WHAT IS REQUIRED: Your answer should consist of the lines below that hold the word "Deprecated".

RECORDS PROVIDED:
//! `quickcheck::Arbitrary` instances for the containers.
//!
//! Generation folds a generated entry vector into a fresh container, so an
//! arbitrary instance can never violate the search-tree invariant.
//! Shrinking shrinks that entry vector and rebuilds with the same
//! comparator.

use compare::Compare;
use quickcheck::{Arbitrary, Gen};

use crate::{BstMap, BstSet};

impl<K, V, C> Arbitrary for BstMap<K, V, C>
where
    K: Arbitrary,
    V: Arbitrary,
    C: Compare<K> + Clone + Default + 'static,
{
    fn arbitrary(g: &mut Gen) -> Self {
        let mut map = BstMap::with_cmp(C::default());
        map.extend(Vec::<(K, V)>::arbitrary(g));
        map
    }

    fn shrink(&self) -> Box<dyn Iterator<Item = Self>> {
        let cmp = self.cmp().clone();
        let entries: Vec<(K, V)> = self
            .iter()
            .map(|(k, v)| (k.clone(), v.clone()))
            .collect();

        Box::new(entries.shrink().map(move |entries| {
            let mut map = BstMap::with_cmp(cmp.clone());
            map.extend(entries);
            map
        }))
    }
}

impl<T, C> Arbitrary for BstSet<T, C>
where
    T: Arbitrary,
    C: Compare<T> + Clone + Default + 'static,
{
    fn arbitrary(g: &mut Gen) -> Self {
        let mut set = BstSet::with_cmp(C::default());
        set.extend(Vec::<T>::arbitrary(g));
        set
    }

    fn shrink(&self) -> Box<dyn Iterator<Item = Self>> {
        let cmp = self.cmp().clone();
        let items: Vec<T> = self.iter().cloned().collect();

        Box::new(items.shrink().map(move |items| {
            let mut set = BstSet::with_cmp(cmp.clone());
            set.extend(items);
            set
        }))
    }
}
---
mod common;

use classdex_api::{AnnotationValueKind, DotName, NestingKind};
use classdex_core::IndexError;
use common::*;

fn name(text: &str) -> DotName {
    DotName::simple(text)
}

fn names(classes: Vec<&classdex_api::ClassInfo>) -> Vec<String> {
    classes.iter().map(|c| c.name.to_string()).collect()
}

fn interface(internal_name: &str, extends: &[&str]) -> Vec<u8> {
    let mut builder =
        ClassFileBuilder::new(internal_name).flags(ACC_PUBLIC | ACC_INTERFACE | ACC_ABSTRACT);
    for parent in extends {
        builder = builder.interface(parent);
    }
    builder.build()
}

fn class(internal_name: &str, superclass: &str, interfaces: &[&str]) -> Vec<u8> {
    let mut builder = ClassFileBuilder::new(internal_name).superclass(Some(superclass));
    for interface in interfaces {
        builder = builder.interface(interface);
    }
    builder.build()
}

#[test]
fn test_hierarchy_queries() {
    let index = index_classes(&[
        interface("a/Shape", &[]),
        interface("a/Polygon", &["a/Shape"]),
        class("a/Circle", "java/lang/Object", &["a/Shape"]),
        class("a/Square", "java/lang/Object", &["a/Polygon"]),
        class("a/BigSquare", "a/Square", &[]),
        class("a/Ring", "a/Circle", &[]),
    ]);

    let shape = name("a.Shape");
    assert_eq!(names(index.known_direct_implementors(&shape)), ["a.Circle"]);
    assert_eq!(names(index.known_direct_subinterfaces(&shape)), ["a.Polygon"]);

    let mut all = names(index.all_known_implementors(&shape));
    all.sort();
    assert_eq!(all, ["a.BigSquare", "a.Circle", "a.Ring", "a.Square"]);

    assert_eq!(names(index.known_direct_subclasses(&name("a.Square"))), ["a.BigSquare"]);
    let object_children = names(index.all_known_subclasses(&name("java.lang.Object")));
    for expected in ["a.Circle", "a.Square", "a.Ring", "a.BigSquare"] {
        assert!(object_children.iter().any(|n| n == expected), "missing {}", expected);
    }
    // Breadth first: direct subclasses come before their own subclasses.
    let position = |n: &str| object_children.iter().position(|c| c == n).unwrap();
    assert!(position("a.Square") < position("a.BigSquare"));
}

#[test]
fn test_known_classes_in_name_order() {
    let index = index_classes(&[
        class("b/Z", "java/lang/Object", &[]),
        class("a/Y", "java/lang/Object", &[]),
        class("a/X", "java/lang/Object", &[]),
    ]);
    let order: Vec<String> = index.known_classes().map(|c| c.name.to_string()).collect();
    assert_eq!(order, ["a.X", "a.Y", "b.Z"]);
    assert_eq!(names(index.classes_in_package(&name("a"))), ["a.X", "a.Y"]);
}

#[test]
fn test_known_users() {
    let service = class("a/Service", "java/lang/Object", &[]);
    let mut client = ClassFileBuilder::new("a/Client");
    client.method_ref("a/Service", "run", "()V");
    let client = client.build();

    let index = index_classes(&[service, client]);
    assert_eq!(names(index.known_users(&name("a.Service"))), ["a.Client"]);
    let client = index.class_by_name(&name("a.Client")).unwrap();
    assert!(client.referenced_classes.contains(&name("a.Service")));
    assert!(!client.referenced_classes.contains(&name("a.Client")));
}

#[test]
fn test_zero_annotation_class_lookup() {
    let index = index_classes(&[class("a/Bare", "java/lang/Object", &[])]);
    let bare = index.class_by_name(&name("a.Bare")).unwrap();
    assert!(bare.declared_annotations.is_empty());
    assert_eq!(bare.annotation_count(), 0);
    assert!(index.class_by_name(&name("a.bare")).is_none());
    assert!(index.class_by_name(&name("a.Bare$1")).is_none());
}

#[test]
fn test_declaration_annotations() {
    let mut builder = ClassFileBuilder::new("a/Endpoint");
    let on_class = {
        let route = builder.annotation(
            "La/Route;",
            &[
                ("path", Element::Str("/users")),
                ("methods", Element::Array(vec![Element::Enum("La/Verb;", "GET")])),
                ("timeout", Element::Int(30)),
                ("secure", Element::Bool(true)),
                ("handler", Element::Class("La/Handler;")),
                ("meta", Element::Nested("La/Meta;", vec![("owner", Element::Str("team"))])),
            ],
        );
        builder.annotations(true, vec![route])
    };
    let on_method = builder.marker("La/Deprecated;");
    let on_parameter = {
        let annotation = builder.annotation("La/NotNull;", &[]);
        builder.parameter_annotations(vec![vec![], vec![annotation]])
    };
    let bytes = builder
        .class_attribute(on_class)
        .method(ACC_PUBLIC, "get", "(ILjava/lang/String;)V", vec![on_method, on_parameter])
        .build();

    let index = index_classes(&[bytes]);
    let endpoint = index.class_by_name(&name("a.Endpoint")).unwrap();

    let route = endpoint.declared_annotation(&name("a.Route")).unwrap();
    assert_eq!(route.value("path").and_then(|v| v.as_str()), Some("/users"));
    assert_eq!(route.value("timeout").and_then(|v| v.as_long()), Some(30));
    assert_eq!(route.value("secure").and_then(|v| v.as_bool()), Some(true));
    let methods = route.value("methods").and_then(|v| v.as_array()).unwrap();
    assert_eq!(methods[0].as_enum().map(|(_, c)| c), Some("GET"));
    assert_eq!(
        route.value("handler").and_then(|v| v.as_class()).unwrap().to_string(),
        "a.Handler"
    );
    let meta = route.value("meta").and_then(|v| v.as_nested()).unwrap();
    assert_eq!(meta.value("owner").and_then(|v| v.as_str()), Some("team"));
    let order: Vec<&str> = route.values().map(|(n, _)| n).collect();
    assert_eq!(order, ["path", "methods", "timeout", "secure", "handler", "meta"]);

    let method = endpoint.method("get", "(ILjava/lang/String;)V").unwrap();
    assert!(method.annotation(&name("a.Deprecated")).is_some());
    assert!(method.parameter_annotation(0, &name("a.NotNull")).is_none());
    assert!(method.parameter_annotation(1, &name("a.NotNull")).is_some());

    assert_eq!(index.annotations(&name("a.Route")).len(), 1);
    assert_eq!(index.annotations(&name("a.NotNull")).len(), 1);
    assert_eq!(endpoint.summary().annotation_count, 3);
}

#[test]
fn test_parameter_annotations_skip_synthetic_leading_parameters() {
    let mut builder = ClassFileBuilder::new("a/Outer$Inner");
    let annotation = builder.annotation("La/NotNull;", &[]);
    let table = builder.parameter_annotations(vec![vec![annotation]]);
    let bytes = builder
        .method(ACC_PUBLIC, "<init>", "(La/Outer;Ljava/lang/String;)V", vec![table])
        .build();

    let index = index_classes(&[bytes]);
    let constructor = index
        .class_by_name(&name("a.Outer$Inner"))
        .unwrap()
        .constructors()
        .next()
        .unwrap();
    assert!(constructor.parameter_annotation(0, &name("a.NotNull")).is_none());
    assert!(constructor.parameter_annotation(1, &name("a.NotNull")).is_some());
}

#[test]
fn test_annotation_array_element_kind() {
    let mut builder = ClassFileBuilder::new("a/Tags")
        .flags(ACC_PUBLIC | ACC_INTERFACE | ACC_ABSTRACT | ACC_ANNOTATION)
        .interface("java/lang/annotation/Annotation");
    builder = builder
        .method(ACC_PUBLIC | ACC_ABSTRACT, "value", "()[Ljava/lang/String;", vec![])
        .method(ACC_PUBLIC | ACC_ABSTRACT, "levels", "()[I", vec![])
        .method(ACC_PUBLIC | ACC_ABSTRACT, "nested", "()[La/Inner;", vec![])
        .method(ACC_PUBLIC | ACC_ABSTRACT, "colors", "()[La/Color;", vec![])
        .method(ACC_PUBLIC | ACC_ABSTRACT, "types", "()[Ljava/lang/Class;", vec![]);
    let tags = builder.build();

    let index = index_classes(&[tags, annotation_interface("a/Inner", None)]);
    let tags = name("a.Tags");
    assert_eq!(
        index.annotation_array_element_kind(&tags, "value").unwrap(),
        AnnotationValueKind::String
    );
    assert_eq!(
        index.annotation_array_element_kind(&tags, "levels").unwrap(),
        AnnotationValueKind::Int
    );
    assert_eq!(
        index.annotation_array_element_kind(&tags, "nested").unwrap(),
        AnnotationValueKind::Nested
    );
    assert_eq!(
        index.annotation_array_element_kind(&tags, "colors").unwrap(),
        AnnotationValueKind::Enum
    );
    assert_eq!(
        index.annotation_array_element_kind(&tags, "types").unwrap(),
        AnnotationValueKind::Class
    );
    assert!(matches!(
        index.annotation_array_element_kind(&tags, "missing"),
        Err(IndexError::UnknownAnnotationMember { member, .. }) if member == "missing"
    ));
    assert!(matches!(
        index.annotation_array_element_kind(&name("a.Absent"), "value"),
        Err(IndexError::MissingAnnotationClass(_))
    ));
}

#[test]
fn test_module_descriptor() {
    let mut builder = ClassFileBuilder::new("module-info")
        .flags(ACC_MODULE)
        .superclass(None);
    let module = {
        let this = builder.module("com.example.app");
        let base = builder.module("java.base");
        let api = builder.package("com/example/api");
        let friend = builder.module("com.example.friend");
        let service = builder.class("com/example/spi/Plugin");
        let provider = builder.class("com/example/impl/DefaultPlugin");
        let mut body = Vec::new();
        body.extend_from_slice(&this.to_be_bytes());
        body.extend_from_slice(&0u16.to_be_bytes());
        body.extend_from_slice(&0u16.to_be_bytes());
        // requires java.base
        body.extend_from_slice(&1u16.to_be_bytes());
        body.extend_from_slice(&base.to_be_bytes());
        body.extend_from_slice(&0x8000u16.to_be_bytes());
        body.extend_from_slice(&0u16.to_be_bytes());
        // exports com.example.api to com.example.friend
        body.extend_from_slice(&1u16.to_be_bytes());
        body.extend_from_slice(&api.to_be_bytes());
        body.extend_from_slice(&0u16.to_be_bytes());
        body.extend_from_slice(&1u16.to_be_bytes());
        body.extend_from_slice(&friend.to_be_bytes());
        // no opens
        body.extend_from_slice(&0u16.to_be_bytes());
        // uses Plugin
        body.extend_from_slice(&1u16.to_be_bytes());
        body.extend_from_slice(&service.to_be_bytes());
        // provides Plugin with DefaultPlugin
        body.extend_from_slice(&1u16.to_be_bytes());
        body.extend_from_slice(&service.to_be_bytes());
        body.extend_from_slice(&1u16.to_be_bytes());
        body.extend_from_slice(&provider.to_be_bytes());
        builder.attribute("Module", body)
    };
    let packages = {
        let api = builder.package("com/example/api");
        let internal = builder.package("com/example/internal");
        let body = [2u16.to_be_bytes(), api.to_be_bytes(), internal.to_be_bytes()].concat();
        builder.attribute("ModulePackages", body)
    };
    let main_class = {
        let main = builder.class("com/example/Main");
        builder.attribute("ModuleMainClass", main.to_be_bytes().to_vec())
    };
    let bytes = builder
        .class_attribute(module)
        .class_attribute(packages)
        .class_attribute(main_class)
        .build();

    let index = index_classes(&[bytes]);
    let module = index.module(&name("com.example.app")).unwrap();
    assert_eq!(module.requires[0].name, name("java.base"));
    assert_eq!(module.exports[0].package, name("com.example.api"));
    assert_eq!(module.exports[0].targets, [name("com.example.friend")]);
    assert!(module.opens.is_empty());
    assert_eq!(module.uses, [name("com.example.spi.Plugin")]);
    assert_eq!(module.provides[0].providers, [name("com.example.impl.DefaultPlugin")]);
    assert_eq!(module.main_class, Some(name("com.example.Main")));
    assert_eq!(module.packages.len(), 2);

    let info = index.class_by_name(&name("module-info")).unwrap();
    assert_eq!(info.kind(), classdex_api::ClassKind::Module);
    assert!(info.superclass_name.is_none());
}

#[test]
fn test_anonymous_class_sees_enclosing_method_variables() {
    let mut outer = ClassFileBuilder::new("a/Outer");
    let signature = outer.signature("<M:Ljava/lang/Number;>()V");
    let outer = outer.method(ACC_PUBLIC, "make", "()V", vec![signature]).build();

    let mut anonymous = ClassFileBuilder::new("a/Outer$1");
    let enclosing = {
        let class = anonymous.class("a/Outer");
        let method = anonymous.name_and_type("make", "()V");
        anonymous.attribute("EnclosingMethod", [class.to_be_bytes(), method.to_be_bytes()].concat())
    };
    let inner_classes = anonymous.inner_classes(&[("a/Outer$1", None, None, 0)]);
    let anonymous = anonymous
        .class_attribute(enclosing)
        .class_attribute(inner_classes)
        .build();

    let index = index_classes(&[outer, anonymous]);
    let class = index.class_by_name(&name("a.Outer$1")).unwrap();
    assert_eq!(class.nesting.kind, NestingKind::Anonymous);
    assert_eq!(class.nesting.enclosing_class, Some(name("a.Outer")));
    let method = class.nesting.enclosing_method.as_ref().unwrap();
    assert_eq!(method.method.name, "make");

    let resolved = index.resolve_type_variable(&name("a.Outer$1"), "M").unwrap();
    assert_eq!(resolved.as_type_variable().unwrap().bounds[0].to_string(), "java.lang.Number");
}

RESULT OF THIS EXERCISE:
    let on_method = builder.marker("La/Deprecated;");
    assert!(method.annotation(&name("a.Deprecated")).is_some());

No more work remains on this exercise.